### WHAT THIS TASK INVOLVES
A faithful transcription of all lines below is the expected answer.

[Stored items]
use std::net::SocketAddr;
use std::sync::Arc;
use std::time::Duration;

use sqlx::postgres::PgPoolOptions;

use codex_api_rust::catalog::CatalogResource;
use codex_api_rust::config::AppConfig;
use codex_api_rust::database::{PgDocumentStore, StoreError};
use codex_api_rust::models::user::USERS_COLLECTION;
use codex_api_rust::models::{Developer, Game, Genre, Platform, Publisher};
use codex_api_rust::routes;
use codex_api_rust::state::AppState;

#[tokio::main]
async fn main() {
    // Load .env if present so cargo run picks up DATABASE_URL, API_KEY, etc.
    let _ = dotenvy::dotenv();

    tracing_subscriber::fmt::init();

    let config = AppConfig::from_env();
    tracing::info!("Starting Codex API in {:?} mode", config.environment);
    config.log_missing_secrets();

    let connection_string = config
        .database
        .connection_string()
        .expect("DATABASE_URL is not a valid URL");

    let pool = PgPoolOptions::new()
        .max_connections(config.database.max_connections)
        .acquire_timeout(Duration::from_secs(config.database.connect_timeout_secs))
        .connect(&connection_string)
        .await
        .unwrap_or_else(|e| panic!("failed to connect to database: {}", e));

    let store = PgDocumentStore::new(pool);
    bootstrap_collections(&store)
        .await
        .unwrap_or_else(|e| panic!("failed to prepare collections: {}", e));

    let state = AppState::new(config, Arc::new(store));
    let port = state.config.port;
    let app = routes::app(state);

    let bind_addr = format!("0.0.0.0:{}", port);
    let listener = tokio::net::TcpListener::bind(&bind_addr)
        .await
        .unwrap_or_else(|e| panic!("failed to bind {}: {}", bind_addr, e));

    println!("🚀 Codex API server listening on http://{}", bind_addr);

    axum::serve(listener, app.into_make_service_with_connect_info::<SocketAddr>())
        .await
        .expect("server");
}

/// Idempotent storage bootstrap: one table per collection, plus the
/// uniqueness indexes that back registration conflicts.
async fn bootstrap_collections(store: &PgDocumentStore) -> Result<(), StoreError> {
    store
        .ensure_collections(&[
            Platform::COLLECTION,
            Game::COLLECTION,
            Genre::COLLECTION,
            Developer::COLLECTION,
            Publisher::COLLECTION,
            USERS_COLLECTION,
        ])
        .await?;

    store.ensure_unique(USERS_COLLECTION, "username").await?;
    store.ensure_unique(USERS_COLLECTION, "email").await?;
    Ok(())
}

### SOLUTION
use std::net::SocketAddr;
use std::sync::Arc;
use std::time::Duration;

use sqlx::postgres::PgPoolOptions;

use codex_api_rust::catalog::CatalogResource;
use codex_api_rust::config::AppConfig;
use codex_api_rust::database::{PgDocumentStore, StoreError};
use codex_api_rust::models::user::USERS_COLLECTION;
use codex_api_rust::models::{Developer, Game, Genre, Platform, Publisher};
use codex_api_rust::routes;
use codex_api_rust::state::AppState;

#[tokio::main]
async fn main() {
    // Load .env if present so cargo run picks up DATABASE_URL, API_KEY, etc.
    let _ = dotenvy::dotenv();

    tracing_subscriber::fmt::init();

    let config = AppConfig::from_env();
    tracing::info!("Starting Codex API in {:?} mode", config.environment);
    config.log_missing_secrets();

    let connection_string = config
        .database
        .connection_string()
        .expect("DATABASE_URL is not a valid URL");

    let pool = PgPoolOptions::new()
        .max_connections(config.database.max_connections)
        .acquire_timeout(Duration::from_secs(config.database.connect_timeout_secs))
        .connect(&connection_string)
        .await
        .unwrap_or_else(|e| panic!("failed to connect to database: {}", e));

    let store = PgDocumentStore::new(pool);
    bootstrap_collections(&store)
        .await
        .unwrap_or_else(|e| panic!("failed to prepare collections: {}", e));

    let state = AppState::new(config, Arc::new(store));
    let port = state.config.port;
    let app = routes::app(state);

    let bind_addr = format!("0.0.0.0:{}", port);
    let listener = tokio::net::TcpListener::bind(&bind_addr)
        .await
        .unwrap_or_else(|e| panic!("failed to bind {}: {}", bind_addr, e));

    println!("🚀 Codex API server listening on http://{}", bind_addr);

    axum::serve(listener, app.into_make_service_with_connect_info::<SocketAddr>())
        .await
        .expect("server");
}

/// Idempotent storage bootstrap: one table per collection, plus the
/// uniqueness indexes that back registration conflicts.
async fn bootstrap_collections(store: &PgDocumentStore) -> Result<(), StoreError> {
    store
        .ensure_collections(&[
            Platform::COLLECTION,
            Game::COLLECTION,
            Genre::COLLECTION,
            Developer::COLLECTION,
            Publisher::COLLECTION,
            USERS_COLLECTION,
        ])
        .await?;

    store.ensure_unique(USERS_COLLECTION, "username").await?;
    store.ensure_unique(USERS_COLLECTION, "email").await?;
    Ok(())
}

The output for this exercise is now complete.